Let’s face it, most C-Suite level executives and business owners are not online. It is likely for a lot of great reasons -they are busy, they think it could hurt the company brand, they do not know what to say, it is not their job.
If these responses seem familiar, here are five important reasons why the CEO and any executive team member should be online.
1. Your Customers are Online
The reality is that sometimes as a CEO or business owner, you can sometimes be removed from the day to day customer interactions, experience, and what people are interested in at any given day. It can be insightful and eye-opening for a business leader to be where their customers are online and listening. It is important to know your audience.
Action Step: Identify one social media channel to join or engage in based on where your customers and prospects are. Talk with your marketing team about how you can help support the business goals. The marketing team could even write content for you to respond with or speak to online.
2. Your Current & Future Employees are Online
Talent is one of the top challenges facing companies. To attract talent, it is important that a company has at least one member of their leadership team online. Recently, I worked with a company, and we identified four people from the leadership team that needed to be visible (and also wanted to be visible). Four members of the executive team were up to the task: the CEO, the HR lead, the head of Innovation, and the Business Development lead.
Each of these team members spoke about different elements of the company, and it showcased more personality, transparency, and a sense of clear leadership. If your leaders are out of sight and therefore out of mind, your company is missing a opportunity.
Action Step: Identify 2-3 leaders that want to be online and build a more visible presence and set up a plan to start engaging online in an intentional way. Be sure to integrate into your marketing calendar.
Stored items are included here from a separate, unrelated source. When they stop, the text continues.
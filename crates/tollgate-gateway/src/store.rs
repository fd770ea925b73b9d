use std::path::Path;

use chrono::{DateTime, Utc};
use dashmap::DashMap;
use rocksdb::{ColumnFamilyDescriptor, Options, DB};

use tollgate_core::types::{ChallengeId, PaymentChallenge};

const CF_CHALLENGES: &str = "challenges";

/// Key-value seam the gateway keeps its challenge records behind.
///
/// The gateway is the sole writer; implementations only need per-key
/// atomicity for the individual operations. State transitions happen in
/// the gateway under its per-challenge locks, never inside the store.
pub trait ChallengeStore: Send + Sync {
    /// Fetch a record by id.
    fn get(&self, id: &ChallengeId) -> Option<PaymentChallenge>;

    /// Insert or replace a record.
    fn put(&self, challenge: PaymentChallenge);

    /// Remove a record, returning it if present.
    fn delete(&self, id: &ChallengeId) -> Option<PaymentChallenge>;

    /// Evict terminal records whose lifecycle ended before `before`.
    /// Returns the number of records removed.
    fn sweep_expired(&self, before: DateTime<Utc>) -> usize;

    /// Snapshot of every record (statistics and sweep scans).
    fn all(&self) -> Vec<PaymentChallenge>;
}

/// When a terminal record's lifecycle ended, for retention purposes.
fn ended_at(challenge: &PaymentChallenge) -> Option<DateTime<Utc>> {
    if !challenge.status.is_final() {
        return None;
    }
    Some(challenge.verified_at.unwrap_or(challenge.expires_at))
}

/// In-memory challenge store.
#[derive(Default)]
pub struct MemoryStore {
    records: DashMap<ChallengeId, PaymentChallenge>,
}

impl MemoryStore {
    /// Create an empty store.
    pub fn new() -> Self {
        Self::default()
    }

    /// Number of stored records.
    pub fn len(&self) -> usize {
        self.records.len()
    }

    /// Whether the store holds no records.
    pub fn is_empty(&self) -> bool {
        self.records.is_empty()
    }
}

impl ChallengeStore for MemoryStore {
    fn get(&self, id: &ChallengeId) -> Option<PaymentChallenge> {
        self.records.get(id).map(|entry| entry.clone())
    }

    fn put(&self, challenge: PaymentChallenge) {
        self.records.insert(challenge.id, challenge);
    }

    fn delete(&self, id: &ChallengeId) -> Option<PaymentChallenge> {
        self.records.remove(id).map(|(_, challenge)| challenge)
    }

    fn sweep_expired(&self, before: DateTime<Utc>) -> usize {
        let initial = self.records.len();
        self.records
            .retain(|_, challenge| !matches!(ended_at(challenge), Some(ended) if ended < before));
        initial - self.records.len()
    }

    fn all(&self) -> Vec<PaymentChallenge> {
        self.records.iter().map(|entry| entry.clone()).collect()
    }
}

/// RocksDB-backed challenge store, swappable for the in-memory one.
///
/// Records are serialized as JSON in a dedicated column family, keyed by
/// the challenge id.
pub struct RocksStore {
    db: DB,
}

impl RocksStore {
    /// Open or create a database at `path`.
    pub fn open(path: &Path) -> anyhow::Result<Self> {
        std::fs::create_dir_all(path)?;

        let mut opts = Options::default();
        opts.create_if_missing(true);
        opts.create_missing_column_families(true);

        let cf_descriptors = vec![ColumnFamilyDescriptor::new(CF_CHALLENGES, Options::default())];
        let db = DB::open_cf_descriptors(&opts, path, cf_descriptors)?;
        Ok(Self { db })
    }

    fn cf(&self) -> &rocksdb::ColumnFamily {
        // The column family is created in `open`; absence is a programming
        // error, not a runtime condition.
        self.db
            .cf_handle(CF_CHALLENGES)
            .expect("challenges column family missing")
    }
}

impl ChallengeStore for RocksStore {
    fn get(&self, id: &ChallengeId) -> Option<PaymentChallenge> {
        let bytes = self.db.get_cf(self.cf(), id.to_string().as_bytes()).ok()??;
        match serde_json::from_slice(&bytes) {
            Ok(challenge) => Some(challenge),
            Err(e) => {
                tracing::warn!(id = %id, error = %e, "dropping undecodable challenge record");
                None
            }
        }
    }

    fn put(&self, challenge: PaymentChallenge) {
        match serde_json::to_vec(&challenge) {
            Ok(bytes) => {
                if let Err(e) =
                    self.db
                        .put_cf(self.cf(), challenge.id.to_string().as_bytes(), bytes)
                {
                    tracing::error!(id = %challenge.id, error = %e, "failed to persist challenge");
                }
            }
            Err(e) => {
                tracing::error!(id = %challenge.id, error = %e, "failed to encode challenge");
            }
        }
    }

    fn delete(&self, id: &ChallengeId) -> Option<PaymentChallenge> {
        let existing = self.get(id);
        if existing.is_some() {
            if let Err(e) = self.db.delete_cf(self.cf(), id.to_string().as_bytes()) {
                tracing::error!(id = %id, error = %e, "failed to delete challenge");
            }
        }
        existing
    }

    fn sweep_expired(&self, before: DateTime<Utc>) -> usize {
        let mut removed = 0;
        for challenge in self.all() {
            if matches!(ended_at(&challenge), Some(ended) if ended < before) {
                if self.delete(&challenge.id).is_some() {
                    removed += 1;
                }
            }
        }
        removed
    }

    fn all(&self) -> Vec<PaymentChallenge> {
        self.db
            .iterator_cf(self.cf(), rocksdb::IteratorMode::Start)
            .filter_map(|item| item.ok())
            .filter_map(|(_, bytes)| serde_json::from_slice(&bytes).ok())
            .collect()
    }
}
Have new employees interview the CEO – or even vice-versa and share those online as a start.
3. You Can Measure Your Impact and Manage It
Given that most companies have an online presence, it is important to ensure your presence is consistent across all of the online touch-points. It can be hard to maintain an online presence, however, if the CEO and leadership team pays attention and measures online performance, then the odds of it happening effectively are much higher.
Action Item: Include online engagement from the leadership team as a metric when it comes to increasing awareness, prospecting, and thought leadership.
4. Recognize Brand Ambassadors and Celebrate Their Impact
Companies should build brand ambassador programs where they empower employees at the front line (and elsewhere) to have the discretion to solve problems on behalf of the customer. Recognize those employees that have cracked the code and take their role and the companies customers seriously.
Action Item: Identify who does this best and recognize them at the next all hands. Build out a social media policy and guardrails for employees, so they know their options and can take ownership in their day to day decision making.
5. You Control the Message
Recently, at an executive luncheon, I was discussing options for what to have on your online profiles, how to decide which content to share, etc. Many executives are afraid or unsure what to put online. The beauty is that you get to control the content. You can share as much or as little as you decide. Three important questions to ask could be: 1) what is relevant for growing the company and 2) who are my key audiences and 3) what might they want to know?
Action Item: identify three to five key audiences and prioritize what messages they would be interested in received and through which channel. Look at what competitors are doing as well to help you stand out when you craft your message.